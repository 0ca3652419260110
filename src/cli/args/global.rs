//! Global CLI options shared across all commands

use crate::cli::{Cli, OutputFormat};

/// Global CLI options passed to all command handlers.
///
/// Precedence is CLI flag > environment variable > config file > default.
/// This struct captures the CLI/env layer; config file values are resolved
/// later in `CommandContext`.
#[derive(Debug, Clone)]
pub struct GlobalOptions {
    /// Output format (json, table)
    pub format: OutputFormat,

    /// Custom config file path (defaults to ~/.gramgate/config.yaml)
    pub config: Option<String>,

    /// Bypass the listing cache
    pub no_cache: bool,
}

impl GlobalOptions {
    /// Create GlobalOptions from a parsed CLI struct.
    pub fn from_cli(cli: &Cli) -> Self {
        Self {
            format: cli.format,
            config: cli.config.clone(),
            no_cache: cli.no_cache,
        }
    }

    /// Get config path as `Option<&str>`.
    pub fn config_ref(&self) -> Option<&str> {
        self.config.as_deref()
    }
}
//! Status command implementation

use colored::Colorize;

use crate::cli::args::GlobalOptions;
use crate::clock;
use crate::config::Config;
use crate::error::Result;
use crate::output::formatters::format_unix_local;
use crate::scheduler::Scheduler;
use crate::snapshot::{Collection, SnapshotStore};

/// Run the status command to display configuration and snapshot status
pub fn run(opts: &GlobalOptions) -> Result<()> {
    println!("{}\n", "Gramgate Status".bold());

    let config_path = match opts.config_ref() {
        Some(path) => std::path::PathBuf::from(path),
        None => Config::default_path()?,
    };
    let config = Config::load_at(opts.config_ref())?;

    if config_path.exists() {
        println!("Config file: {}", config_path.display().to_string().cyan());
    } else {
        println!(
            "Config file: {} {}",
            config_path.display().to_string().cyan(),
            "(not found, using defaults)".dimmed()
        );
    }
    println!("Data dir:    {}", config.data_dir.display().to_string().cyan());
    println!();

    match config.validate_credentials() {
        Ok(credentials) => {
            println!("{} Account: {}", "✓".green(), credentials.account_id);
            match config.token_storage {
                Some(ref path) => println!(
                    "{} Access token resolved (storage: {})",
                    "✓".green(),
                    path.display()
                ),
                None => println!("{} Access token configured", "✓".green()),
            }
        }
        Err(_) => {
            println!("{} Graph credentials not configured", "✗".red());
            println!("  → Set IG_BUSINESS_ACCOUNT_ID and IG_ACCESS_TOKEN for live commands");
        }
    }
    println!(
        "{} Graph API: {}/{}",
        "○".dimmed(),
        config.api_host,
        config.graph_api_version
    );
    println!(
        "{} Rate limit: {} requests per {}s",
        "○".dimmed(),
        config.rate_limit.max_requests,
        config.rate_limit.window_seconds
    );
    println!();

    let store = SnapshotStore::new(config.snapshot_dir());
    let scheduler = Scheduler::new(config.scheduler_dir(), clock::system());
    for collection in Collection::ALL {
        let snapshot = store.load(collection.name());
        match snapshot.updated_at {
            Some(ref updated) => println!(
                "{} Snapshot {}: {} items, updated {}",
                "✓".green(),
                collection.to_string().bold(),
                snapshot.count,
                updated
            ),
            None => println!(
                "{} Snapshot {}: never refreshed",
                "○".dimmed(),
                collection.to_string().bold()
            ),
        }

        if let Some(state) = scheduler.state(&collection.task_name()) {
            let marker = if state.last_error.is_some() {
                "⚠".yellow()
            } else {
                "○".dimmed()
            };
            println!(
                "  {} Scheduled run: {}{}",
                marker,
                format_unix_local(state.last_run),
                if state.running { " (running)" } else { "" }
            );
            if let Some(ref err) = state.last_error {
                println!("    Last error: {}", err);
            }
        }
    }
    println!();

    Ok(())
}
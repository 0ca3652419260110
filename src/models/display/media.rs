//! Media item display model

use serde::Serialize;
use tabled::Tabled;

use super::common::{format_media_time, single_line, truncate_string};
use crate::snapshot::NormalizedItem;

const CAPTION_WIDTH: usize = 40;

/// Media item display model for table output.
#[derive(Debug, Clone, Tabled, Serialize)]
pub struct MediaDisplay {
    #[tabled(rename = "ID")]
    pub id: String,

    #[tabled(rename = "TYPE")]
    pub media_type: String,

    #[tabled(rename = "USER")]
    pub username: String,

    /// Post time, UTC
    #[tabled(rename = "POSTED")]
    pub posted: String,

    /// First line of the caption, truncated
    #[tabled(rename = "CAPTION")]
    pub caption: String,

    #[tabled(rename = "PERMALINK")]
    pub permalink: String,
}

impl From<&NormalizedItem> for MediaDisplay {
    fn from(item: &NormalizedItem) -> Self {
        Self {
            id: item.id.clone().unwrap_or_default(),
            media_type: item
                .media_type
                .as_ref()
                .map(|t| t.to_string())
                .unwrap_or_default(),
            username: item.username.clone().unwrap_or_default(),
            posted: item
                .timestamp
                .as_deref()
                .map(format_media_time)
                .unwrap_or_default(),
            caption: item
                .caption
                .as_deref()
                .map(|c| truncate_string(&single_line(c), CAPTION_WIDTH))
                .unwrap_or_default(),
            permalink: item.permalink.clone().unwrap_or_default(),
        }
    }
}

————————

== What is being asked ==
Search the material above for the word "scheduler", and return each line that holds it.

== Task response ==
use crate::scheduler::Scheduler;
    let scheduler = Scheduler::new(config.scheduler_dir(), clock::system());
        if let Some(state) = scheduler.state(&collection.task_name()) {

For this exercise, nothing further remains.